John Young was one of those men. He died this weekend at age 87. I am saddened to hear this news.
Those of us of a certain age remember waiting with bated breath while space ships launched from Florida and flew into the heavens. Those were exciting times. The nation was engaged in a space race with the Soviet Union. We won the race … eventually.
Young wasn’t among the first seven men picked to fly into space. The Mercury Seven all are gone now. The last member of that original group to pass from the scene was the great John Glenn, the former Ohio U.S. senator who flew aboard the shuttle Discovery 36 years after he became the first American to orbit Earth in 1962.
John Young was among the Gemini astronauts who followed the Mercury heroes into space. Young flew twice aboard Gemini missions.
Then he got to fly to the moon twice; he orbited the moon aboard Apollo 10 and then walked on its surface as the commander of Apollo 16.
Oh, but Young wasn’t done.
NASA developed the space shuttle, a reusable ship. Young got to command the first shuttle, Columbia, on its maiden flight in 1981. He would command a second shuttle flight later before joining NASA’s administrative team before retiring in 2004.

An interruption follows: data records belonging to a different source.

//! Display and output formatting utilities

use crate::solve::Solution;
use itertools::Itertools;

/// Format solutions for console output.
pub struct SolutionFormatter;

impl SolutionFormatter {
    /// Format a single solution, one selected option per line.
    pub fn format_solution(index: usize, solution: &Solution) -> String {
        let mut output = String::new();
        output.push_str(&format!("=== Solution {} ===\n", index + 1));
        output.push_str(&format!("Options selected: {}\n", solution.len()));
        output.push_str(&solution.to_string());
        output
    }

    /// Format multiple solutions as a summary table.
    pub fn format_solution_summary(solutions: &[Solution]) -> String {
        let mut output = String::new();
        output.push_str("Solutions Summary:\n");
        output.push_str("# | Size | Options\n");
        output.push_str("--|------|--------\n");

        for (i, solution) in solutions.iter().enumerate() {
            output.push_str(&format!(
                "{} | {:4} | {}\n",
                i + 1,
                solution.len(),
                solution.option_names().iter().join(", ")
            ));
        }

        output
    }
}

A reporter asked Young after he flew the Columbia to a safe landing after its first flight whether he landed it manually — or whether he let the computer land it. No pilot worth a damn, Young said, would want to let a computer do something that a pilot could do by himself. That was his way of saying he had his hands “on the stick” when he guided the shuttle Columbia home.
John Young quite clearly was made of the right stuff.